BT Sport Nine-in-a-Row Tribute to Celtic.

Bit of a damp squid. Hosted by Darrell Currie, with Johan Mjallby, Chris Sutton and Celtic manager, Neil Lennon, on split screen, it was three-quarter hours of not very much. Adverts took about 15 minutes. So there was around a half-hour of chat. Neil Lennon being congratulated (and so he should be) and fielding some not very difficult question.

Sutton for example, asking Lennon if he thought he’d still be in a job if he hadn’t won a trophy in two years?

Lennon, pondering, emmm, I wonder why he was asking me that particular question, before answering honestly, he didn’t think so.

Listen, anybody that knows anything understands Lennon had to win the treble after Judas, Brendan Rodgers, walked away. Anything less than treble-treble, which seemed inconceivable all those years ago when Ronnie Delia was manager, would have led to Lennon being seen as a failure. He’s smart enough to know that.  

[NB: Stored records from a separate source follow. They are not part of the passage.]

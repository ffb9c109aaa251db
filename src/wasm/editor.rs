use wasm_bindgen::closure::Closure;
use wasm_bindgen::{JsCast, JsValue};
use web_sys::{Document, Element, Event, HtmlTextAreaElement};

use crate::snippet::SnippetField;

/// A `<textarea>` bound to one snippet. The `input` listener lives as long as
/// the editor value; dropping the editor detaches it.
pub struct SnippetEditor {
    textarea: HtmlTextAreaElement,
    on_input: Closure<dyn FnMut(Event)>,
}

impl SnippetEditor {
    /// Builds the editor card and appends it to `parent`. `controls` is shown
    /// at the right of the header bar.
    pub fn mount(
        document: &Document,
        parent: &Element,
        field: SnippetField,
        value: &str,
        height: &str,
        controls: Option<&Element>,
        mut on_change: impl FnMut(SnippetField, String) + 'static,
    ) -> Result<Self, JsValue> {
        let card = document.create_element("div")?;
        card.set_class_name(&format!(
            "bg-navy-900 rounded-lg overflow-hidden shadow-lg flex flex-col {height}"
        ));

        let header = document.create_element("div")?;
        header.set_class_name("flex justify-between items-center px-4 py-2 bg-navy-800");
        let label = document.create_element("span")?;
        label.set_class_name("text-xs font-semibold text-navy-300 uppercase");
        label.set_text_content(Some(field.label()));
        header.append_child(&label)?;
        if let Some(controls) = controls {
            header.append_child(controls)?;
        }
        card.append_child(&header)?;

        let body = document.create_element("div")?;
        body.set_class_name("relative flex-grow");
        let textarea: HtmlTextAreaElement = document.create_element("textarea")?.dyn_into()?;
        textarea.set_class_name(
            "w-full h-full p-4 text-sm font-mono bg-transparent text-navy-200 resize-none border-0 focus:ring-0 outline-none absolute inset-0",
        );
        for (name, attr) in [
            ("spellcheck", "false"),
            ("autocapitalize", "off"),
            ("autocomplete", "off"),
            ("autocorrect", "off"),
        ] {
            textarea.set_attribute(name, attr)?;
        }
        textarea.set_value(value);
        body.append_child(&textarea)?;
        card.append_child(&body)?;
        parent.append_child(&card)?;

        let source = textarea.clone();
        let on_input = Closure::wrap(Box::new(move |_event: Event| {
            on_change(field, source.value());
        }) as Box<dyn FnMut(Event)>);
        textarea.add_event_listener_with_callback("input", on_input.as_ref().unchecked_ref())?;

        Ok(Self {
            textarea,
            on_input,
        })
    }
}

impl Drop for SnippetEditor {
    fn drop(&mut self) {
        let _ = self
            .textarea
            .remove_event_listener_with_callback("input", self.on_input.as_ref().unchecked_ref());
    }
}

I can remember a Ranger’s pundit all those years ago remarking that Lennon and Celtic with their financial muscles should have won more trebles. This was in Lennon’s first outing as manager. I’m sure Derek Ferguson will be now delighted that he was proved right. Celtic did keep winning treble trebles and under Lennon they were in line for a quadruple treble.

I’m sure that Lennon, like most Celtic supporters, wanted to see the season out. Rangers supporters, yes, they do exist, seem to live in some parallel universe in which they could have turned the 13 point deficit around. It could have happened. But let’s not forget Hearts the team that was relegated beat them twice, once in the Scottish Cup and in the league. Hamilton who seem to beat the Old Firm once every decade managed it at Fortress Ibrox. Morelos, their top scorer and icon had scored around one goal since Christmas. In a word, they were rotten. Miracles do happen, Leicester City did win the English Premier League a few years ago, but the odds were 1500/1. If any Rangers fan wanted to place a bet, I’d punt my house against their house, put the keys in a bowl. I’m sure there’d be few, if any takers. They can keep their money for another share issue, when they burn money for free.  The Scottish League did the sensible thing. Celtic were awarded the league and that’s that. Not luck—merit.

Next year it’s ten-in-a-row. We can argue over semantics, but who really gives a fuck? If we win we’ll party. If Rangers step up to the challenge and Lennon admitted they had got closer, then I’ll not wish them well.

Here we had guest spots from wind-up merchants Moussa Dembele, hammer of the Huns; Mikael Lustig without his police hat and Leigh Griffiths with a hat on, obviously a home- haircut weave and split roots during lockdown.

If you’re a die-hard Celtic fan this is a programme you’ll watch. If not, don’t bother.